Task instructions:
Go through the entries below from the first line and output each one exactly, up to and including the line with "use alloc::collections::VecDeque;".

** Opening Listed records block **

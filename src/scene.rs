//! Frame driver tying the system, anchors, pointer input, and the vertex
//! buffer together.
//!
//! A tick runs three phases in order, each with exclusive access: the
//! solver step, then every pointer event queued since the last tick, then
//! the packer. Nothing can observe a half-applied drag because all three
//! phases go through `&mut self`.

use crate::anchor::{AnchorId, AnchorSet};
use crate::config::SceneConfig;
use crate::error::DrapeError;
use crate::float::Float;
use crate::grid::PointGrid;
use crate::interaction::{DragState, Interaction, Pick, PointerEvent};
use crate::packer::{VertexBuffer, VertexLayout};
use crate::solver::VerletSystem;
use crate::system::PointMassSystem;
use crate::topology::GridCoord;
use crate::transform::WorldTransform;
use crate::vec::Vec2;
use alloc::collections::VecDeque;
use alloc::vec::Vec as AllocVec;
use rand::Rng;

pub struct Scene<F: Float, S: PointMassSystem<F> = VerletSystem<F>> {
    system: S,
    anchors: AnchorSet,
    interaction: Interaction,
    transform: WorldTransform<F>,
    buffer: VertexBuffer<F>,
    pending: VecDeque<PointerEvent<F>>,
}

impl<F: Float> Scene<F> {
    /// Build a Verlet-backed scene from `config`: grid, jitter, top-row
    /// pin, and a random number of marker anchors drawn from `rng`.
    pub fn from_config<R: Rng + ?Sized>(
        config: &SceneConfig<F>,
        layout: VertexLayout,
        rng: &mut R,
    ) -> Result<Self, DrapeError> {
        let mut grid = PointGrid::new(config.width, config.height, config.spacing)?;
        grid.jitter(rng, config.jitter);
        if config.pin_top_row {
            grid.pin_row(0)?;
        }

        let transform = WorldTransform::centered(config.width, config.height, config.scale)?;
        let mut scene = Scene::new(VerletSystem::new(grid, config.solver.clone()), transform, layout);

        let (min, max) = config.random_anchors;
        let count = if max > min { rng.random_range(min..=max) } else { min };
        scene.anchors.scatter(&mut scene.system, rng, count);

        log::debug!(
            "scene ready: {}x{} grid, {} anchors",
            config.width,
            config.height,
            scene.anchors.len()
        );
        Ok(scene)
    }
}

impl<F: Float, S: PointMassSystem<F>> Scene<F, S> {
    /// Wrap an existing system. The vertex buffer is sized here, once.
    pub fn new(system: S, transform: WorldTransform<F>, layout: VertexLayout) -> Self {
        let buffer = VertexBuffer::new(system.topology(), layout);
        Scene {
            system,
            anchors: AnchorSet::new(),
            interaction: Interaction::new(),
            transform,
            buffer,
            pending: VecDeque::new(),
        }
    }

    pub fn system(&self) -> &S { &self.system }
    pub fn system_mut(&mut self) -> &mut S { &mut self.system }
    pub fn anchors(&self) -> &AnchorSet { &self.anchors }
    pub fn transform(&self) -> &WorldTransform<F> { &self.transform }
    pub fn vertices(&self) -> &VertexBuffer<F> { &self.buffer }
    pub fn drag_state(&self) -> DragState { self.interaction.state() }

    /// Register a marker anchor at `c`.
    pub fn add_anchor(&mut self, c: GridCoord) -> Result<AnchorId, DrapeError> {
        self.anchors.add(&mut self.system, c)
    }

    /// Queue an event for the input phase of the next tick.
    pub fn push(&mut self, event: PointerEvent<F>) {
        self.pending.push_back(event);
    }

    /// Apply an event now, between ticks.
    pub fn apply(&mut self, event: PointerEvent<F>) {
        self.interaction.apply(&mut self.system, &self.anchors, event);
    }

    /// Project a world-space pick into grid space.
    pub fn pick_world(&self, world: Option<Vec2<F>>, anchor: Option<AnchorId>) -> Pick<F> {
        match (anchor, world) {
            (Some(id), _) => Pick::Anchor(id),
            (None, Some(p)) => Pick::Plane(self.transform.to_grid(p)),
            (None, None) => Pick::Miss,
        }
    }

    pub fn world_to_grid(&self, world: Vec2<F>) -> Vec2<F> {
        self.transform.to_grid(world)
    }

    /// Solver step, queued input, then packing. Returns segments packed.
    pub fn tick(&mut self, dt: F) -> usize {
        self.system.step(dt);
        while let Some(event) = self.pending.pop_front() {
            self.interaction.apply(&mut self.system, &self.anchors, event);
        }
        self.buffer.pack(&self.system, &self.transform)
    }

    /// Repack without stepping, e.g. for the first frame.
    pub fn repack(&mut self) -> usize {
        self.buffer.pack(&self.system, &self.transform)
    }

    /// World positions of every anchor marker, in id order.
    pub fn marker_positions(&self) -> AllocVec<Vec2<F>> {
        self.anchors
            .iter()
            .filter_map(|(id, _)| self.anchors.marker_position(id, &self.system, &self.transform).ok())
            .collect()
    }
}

** Closing Listed records block **

Finished task:
filename src/scene.rs
//! Frame driver tying the system, anchors, pointer input, and the vertex
//! buffer together.
//!
//! A tick runs three phases in order, each with exclusive access: the
//! solver step, then every pointer event queued since the last tick, then
//! the packer. Nothing can observe a half-applied drag because all three
//! phases go through `&mut self`.

use crate::anchor::{AnchorId, AnchorSet};
use crate::config::SceneConfig;
use crate::error::DrapeError;
use crate::float::Float;
use crate::grid::PointGrid;
use crate::interaction::{DragState, Interaction, Pick, PointerEvent};
use crate::packer::{VertexBuffer, VertexLayout};
use crate::solver::VerletSystem;
use crate::system::PointMassSystem;
use crate::topology::GridCoord;
use crate::transform::WorldTransform;
use crate::vec::Vec2;
use alloc::collections::VecDeque;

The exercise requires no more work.